Peace…the Common Good

The images and rhetoric in the news recently have been ghastly…. frightening, disheartening …. discouraging to say the least. We grieve for victims wounded by violence bestowed upon them by other human beings, by ravaging floods or fires or a devastating epidemic. Images and stories of suffering people, of ISIS, a brutally, violent, sick terrorist group, ravaging communities and cutting off the heads of other human beings…murder, disease, senseless abuse in the NFL. …. a grown man beating upon his son with a stick….. it’s just horrific. Tragic that these kinds of stories dominate the news ….sending forth a negative energy that wounds us all. Perfect timing for International Peace Day which calls forth people from all nations and faiths to pray ….and work for peace.

It’s futile, I have heard some say…..and have wondered it myself…..wasted energy. A glorious impossible dream…that originated when humans , seeking relationship with a Higher Power , first put words and images to that Creator’s design for Creation … a vision of a universal garden of wholeness…where “ all living things were in bedrock union with the source of their being.” ( Margaret Silf, Sacred Spaces) …until the temptations of power and greed divided creation into islands of disharmony and mistrust. How long can we long for and pray for peace, hoping and believing that it is actually possible!?

Two Native Americans were talking things over in a fox-hole between air raids during World War II. “The way I figure it,” one said, “is that when they smoked the peace pipe in 1918, nobody inhaled!”

In Bible study groups too numerous to count, I have been asked about all the stories of violence in the Hebrew Scriptures…. of God ordering the Israelites to slaughter people occupying what they think ought to be their land. Was this part of the divine plan for a peaceful kingdom? My answer then and now: NO, it was the human struggle to relate to and understand Divine Power and their misunderstandings. The Hebrew Scriptures are stories of humanity’s developing relationship with God. The violent, vengeful God was and is the god of human design and construction. The loving, divine spirit would never, in my belief, command or encourage any act of violence. The Divine Spirit is the energy of love, period.

In an online course I signed up for on Spirituality and Health created by Thomas Moore, I read this:

Here is an intriguing passage from the Nicolas of Cusa book, The Idiot.

“Pagan:  What are you worshiping?

 Christian: God.

Pagan: Who is the God you worship?

Christian: I don’t know.

Pagan: How can you seriously worship something you don’t know?

Christian: It’s because I don’t know that I worship.

 Pagan: It’s amazing to see persons devoted to something they don’t know.

Christian: It’s even more amazing to see persons devoted to something they think they know.”

Sadly, my dear friends, we have to admit that religion has contributed to disharmony over the years, even today.
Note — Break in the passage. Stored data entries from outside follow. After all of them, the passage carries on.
impl FeedService {
    pub fn new(
        repo: FeedRepository,
        like_repo: LikeRepository,
        cache: KvStore,
        popularity: PopularityCache,
    ) -> Self {
        FeedService {
            repo,
            like_repo,
            cache,
            popularity,
        }
    }

    /// Batched liked-lookup plus item assembly. For `viewer_id == 0` or an
    /// empty row set, `batch_get_liked` itself short-circuits without a DB
    /// round-trip.
    async fn build_feed_items(&self, viewer_id: u64, rows: &[VideoRow]) -> anyhow::Result<Vec<FeedVideo>> {
        let ids: Vec<u64> = rows.iter().map(|r| r.id as u64).collect();
        let liked = self.like_repo.batch_get_liked(viewer_id, &ids).await?;
        Ok(rows
            .iter()
            .map(|row| {
                let is_liked = liked.get(&(row.id as u64)).copied().unwrap_or(false);
                FeedVideo::from_row(row, is_liked)
            })
            .collect())
    }

    /// Single-flight cache-or-compute: collapses concurrent misses on
    /// `cache_key` into one `compute` call. The lock loser either observes
    /// the winner's write within its poll window or falls through to
    /// `compute` itself without writing back (the holder already will).
    async fn get_or_compute<T, F, Fut>(&self, cache_key: &str, compute: F) -> anyhow::Result<T>
    where
        T: Serialize + DeserializeOwned,
        F: Fn() -> Fut,
        Fut: Future<Output = anyhow::Result<T>>,
    {
        if let Some(hit) = self.try_cache_hit(cache_key).await {
            return Ok(hit);
        }

        let lock_key = format!("lock:{cache_key}");
        let (token, acquired) = match self.cache.lock(&lock_key, LOCK_TTL).await {
            Ok(result) => result,
            Err(err) => {
                tracing::warn!(error = %err, cache_key, "lock acquisition failed, falling back to DB");
                return compute().await;
            }
        };

        if acquired {
            if let Some(hit) = self.try_cache_hit(cache_key).await {
                let _ = self.cache.unlock(&lock_key, &token).await;
                return Ok(hit);
            }
            let result = compute().await?;
            if let Ok(body) = serde_json::to_vec(&result) {
                if let Err(err) = self.cache.set_bytes(cache_key, &body, RESPONSE_TTL).await {
                    tracing::warn!(error = %err, cache_key, "cache write failed");
                }
            }
            let _ = self.cache.unlock(&lock_key, &token).await;
            Ok(result)
        } else {
            for _ in 0..POLL_ATTEMPTS {
                tokio::time::sleep(POLL_INTERVAL).await;
                if let Some(hit) = self.try_cache_hit(cache_key).await {
                    return Ok(hit);
                }
            }
            compute().await
        }
    }

    async fn try_cache_hit<T: DeserializeOwned>(&self, cache_key: &str) -> Option<T> {
        match self.cache.get_bytes(cache_key, CACHE_GET_DEADLINE).await {
            Ok(GetOutcome::Hit(bytes)) => serde_json::from_slice(&bytes).ok(),
            Ok(GetOutcome::Miss) => None,
            Err(err) => {
                tracing::warn!(error = %err, cache_key, "cache read failed, treating as miss");
                None
            }
        }
    }

    pub async fn list_latest(
        &self,
        viewer_id: u64,
        req: LatestFeedRequest,
    ) -> AppResult<LatestFeedResponse> {
        let limit = sanitize_limit(req.limit);
        let before = if req.latest_time > 0 {
            Some(
                Utc.timestamp_opt(req.latest_time, 0)
                    .single()
                    .ok_or_else(|| AppError::Validation("invalid latest_time".to_string()))?,
            )
        } else {
            None
        };

        let compute = || async {
            let rows = self.repo.list_latest(limit, before).await?;
            let next_time = rows.last().map(|r| r.create_time.timestamp()).unwrap_or(0);
            let has_more = crate::repository::feed_repo::has_more(rows.len(), limit);
            let video_list = self.build_feed_items(viewer_id, &rows).await?;
            Ok(LatestFeedResponse {
                video_list,
                next_time,
                has_more,
            })
        };

        // Only cache the anonymous view: per-viewer `is_liked` would otherwise
        // leak into a response served to a different viewer.
        if viewer_id == 0 {
            let cache_key = format!("feed:listLatest:limit={limit}:before={}", req.latest_time.max(0));
            self.get_or_compute(&cache_key, compute).await.map_err(AppError::Internal)
        } else {
            compute().await.map_err(AppError::Internal)
        }
    }

    pub async fn list_by_likes_count(
        &self,
        viewer_id: u64,
        req: LikesCountFeedRequest,
    ) -> AppResult<LikesCountFeedResponse> {
        let limit = sanitize_limit(req.limit);
        let cursor = validate_likes_count_cursor(req.likes_count_before, req.id_before)?;

        let rows = self
            .repo
            .list_by_likes_count(limit, cursor.map(|c| (c.likes_count, c.id)))
            .await
            .map_err(AppError::Internal)?;
        let has_more = crate::repository::feed_repo::has_more(rows.len(), limit);
        let (next_likes_count_before, next_id_before) = match rows.last() {
            Some(row) => (Some(row.likes_count), Some(row.id as u64)),
            None => (None, None),
        };
        let video_list = self
            .build_feed_items(viewer_id, &rows)
            .await
            .map_err(AppError::Internal)?;

        Ok(LikesCountFeedResponse {
            video_list,
            next_likes_count_before,
            next_id_before,
            has_more,
        })
    }

    pub async fn list_following(
        &self,
        viewer_id: u64,
        req: FollowingFeedRequest,
    ) -> AppResult<FollowingFeedResponse> {
        // Following silently returns empty for an anonymous viewer rather
        // than erroring; there is nothing to follow with viewer_id == 0.
        if viewer_id == 0 {
            return Ok(LatestFeedResponse {
                video_list: Vec::new(),
                next_time: 0,
                has_more: false,
            });
        }

        let limit = sanitize_limit(req.limit);
        let before = if req.latest_time > 0 {
            Some(
                Utc.timestamp_opt(req.latest_time, 0)
                    .single()
                    .ok_or_else(|| AppError::Validation("invalid latest_time".to_string()))?,
            )
        } else {
            None
        };

        let compute = || async {
            let rows = self.repo.list_by_following(viewer_id, limit, before).await?;
            let next_time = rows.last().map(|r| r.create_time.timestamp()).unwrap_or(0);
            let has_more = crate::repository::feed_repo::has_more(rows.len(), limit);
            let video_list = self.build_feed_items(viewer_id, &rows).await?;
            Ok(LatestFeedResponse {
                video_list,
                next_time,
                has_more,
            })
        };

        let cache_key = format!(
            "feed:listByFollowing:limit={limit}:accountID={viewer_id}:before={}",
            req.latest_time.max(0)
        );
        self.get_or_compute(&cache_key, compute).await.map_err(AppError::Internal)
    }

    pub async fn list_popularity(
        &self,
        viewer_id: u64,
        req: PopularityFeedRequest,
    ) -> AppResult<PopularityFeedResponse> {
        let limit = sanitize_limit(req.limit);
        if req.offset < 0 {
            return Err(AppError::Validation("offset must be non-negative".to_string()));
        }
        let fallback_cursor = validate_popularity_cursor(
            req.latest_popularity,
            req.latest_before,
            req.latest_id_before,
        )?;

        let as_of = if req.as_of > 0 {
            Utc.timestamp_opt(req.as_of, 0)
                .single()
                .ok_or_else(|| AppError::Validation("invalid as_of".to_string()))?
        } else {
            Utc::now()
        };
        let as_of = crate::services::popularity_cache::truncate_to_minute(as_of);

        let merge_result = self.try_popularity_merge(viewer_id, as_of, req.offset, limit).await;

        match merge_result {
            Ok(Some(response)) => return Ok(response),
            Ok(None) => {
                // Terminal empty page past the first: no DB fallback, just an
                // empty, non-continuable page.
                return Ok(PopularityFeedResponse {
                    video_list: Vec::new(),
                    as_of: as_of.timestamp(),
                    next_offset: req.offset,
                    has_more: false,
                    next_latest_popularity: None,
                    next_latest_before: None,
                    next_latest_id_before: None,
                });
            }
            Err(err) => {
                tracing::warn!(error = %err, "popularity cache path failed, falling back to DB");
            }
        }

        self.popularity_db_fallback(viewer_id, limit, fallback_cursor, as_of)
            .await
            .map_err(AppError::Internal)
    }

    /// Returns `Ok(Some(response))` on a usable cache page, `Ok(None)` for a
    /// terminal empty page at `offset > 0`, and `Err` to signal the caller
    /// should fall back to the DB path.
    async fn try_popularity_merge(
        &self,
        viewer_id: u64,
        as_of: DateTime<Utc>,
        offset: i64,
        limit: i64,
    ) -> anyhow::Result<Option<PopularityFeedResponse>> {
        let snapshot = tokio::time::timeout(MERGE_DEADLINE, self.popularity.ensure_snapshot(as_of))
            .await
            .map_err(|_| anyhow::anyhow!("popularity merge timed out"))??;

        let ids = tokio::time::timeout(MERGE_DEADLINE, self.popularity.read_page(&snapshot, offset, limit))
            .await
            .map_err(|_| anyhow::anyhow!("popularity read timed out"))??;

        if ids.is_empty() {
            if offset > 0 {
                return Ok(None);
            }
            return Err(anyhow::anyhow!("empty snapshot page at offset 0"));
        }

        let rows = self.repo.get_by_ids(&ids).await?;
        let by_id: std::collections::HashMap<u64, VideoRow> =
            rows.into_iter().map(|r| (r.id as u64, r)).collect();
        // preserve the snapshot's original order; ids not found are dropped.
        let ordered_rows: Vec<VideoRow> = ids.iter().filter_map(|id| by_id.get(id).cloned()).collect();

        let video_list = self.build_feed_items(viewer_id, &ordered_rows).await?;
        let has_more = crate::repository::feed_repo::has_more(video_list.len(), limit);

        Ok(Some(PopularityFeedResponse {
            next_offset: offset + video_list.len() as i64,
            video_list,
            as_of: as_of.timestamp(),
            has_more,
            next_latest_popularity: None,
            next_latest_before: None,
            next_latest_id_before: None,
        }))
    }

    async fn popularity_db_fallback(
        &self,
        viewer_id: u64,
        limit: i64,
        cursor: Option<PopularityCursor>,
        as_of: DateTime<Utc>,
    ) -> anyhow::Result<PopularityFeedResponse> {
        let cursor_tuple = match cursor {
            Some(c) => Some((
                c.popularity,
                Utc.timestamp_opt(c.before, 0)
                    .single()
                    .ok_or_else(|| anyhow::anyhow!("invalid latest_before"))?,
                c.id,
            )),
            None => None,
        };
        let rows = self.repo.list_by_popularity(limit, cursor_tuple).await?;
        let has_more = crate::repository::feed_repo::has_more(rows.len(), limit);
        let (next_latest_popularity, next_latest_before, next_latest_id_before) = match rows.last() {
            Some(row) => (
                Some(row.popularity),
                Some(row.create_time.timestamp()),
                Some(row.id as u64),
            ),
            None => (None, None, None),
        };
        let video_list = self.build_feed_items(viewer_id, &rows).await?;

        Ok(PopularityFeedResponse {
            video_list,
            as_of: as_of.timestamp(),
            next_offset: 0,
            has_more,
            next_latest_popularity,
            next_latest_before,
            next_latest_id_before,
        })
    }
}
We have to own that.

Does it mean that religion is bad and we are wasting an hour a week here in worship? Oh, my goodness no. I pray that worship will provide a listening place for us…..a safe, peace-filled place where we can put our spiritual and mental agenda’s under the pew and be available to the Spirit. A place where we can experience community… where we share common ground as seekers of the Light that Jesus shed. I pray that we will all feel comfortable responding to the question : Who is the God that you worship? The God I worship is Love. Period.   Believing this, how then will I chose to act?

In this interesting passage from James that Marti read today, James reminds us of the fact that we are capable of saying both terrible, harmful things and compassionate, loving things out of the same mouth! It is the mind that controls or loses control of the mouth! This should not be, says James anymore than a spring will produce both fresh and salt water and a fig tree bear olives!   He makes it sound like, as people of God, we should not even be capable of language and actions that are evil, destructive, hurtful to our sisters and brothers. It’s demonic.   And indeed, many of the actions we have seen lately do appear demonic. If we seek the wisdom of God…of the Divine Spirit, writes James, our words and actions will be peace-loving, full of mercy, considerate, impartial and sincere…bearing good fruit. It all begins with us….with every word we speak, every action we produce in our daily lives.
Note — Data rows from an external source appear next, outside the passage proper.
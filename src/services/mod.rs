pub mod comment_service;
pub mod feed_service;
pub mod like_service;
pub mod popularity_cache;

pub use comment_service::CommentService;
pub use feed_service::FeedService;
pub use like_service::LikeService;
pub use popularity_cache::PopularityCache;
Leo Tolstoy told the story of a Russian youth, a conscientious objector to war, who stood trial. In the courthouse the young man expressed his position, declaring that his philosophy of life came from the demands of Christ. The judge replied, “Yes, I understand, but you must be realistic. These laws you are talking about are the laws of the Kingdom of God and it has not come yet!” The courageous young man answered, “Sir, I recognize that it may not have come for you, nor yet for Russia, nor for the world. But it has come for me.” And so we are called to living by an understanding and an ethical imperative that Jesus set apart in these beatitudes. Blessed are the peacemakers for they shall be called the children of God. You and I cannot control our nation or any nation’s foreign policy, may not be able to bring about world peace in our lifetimes, however, we can be peacemakers in our own circle of life…allowing the peace of Christ to rule our tongues….our words and our actions. It begins with us.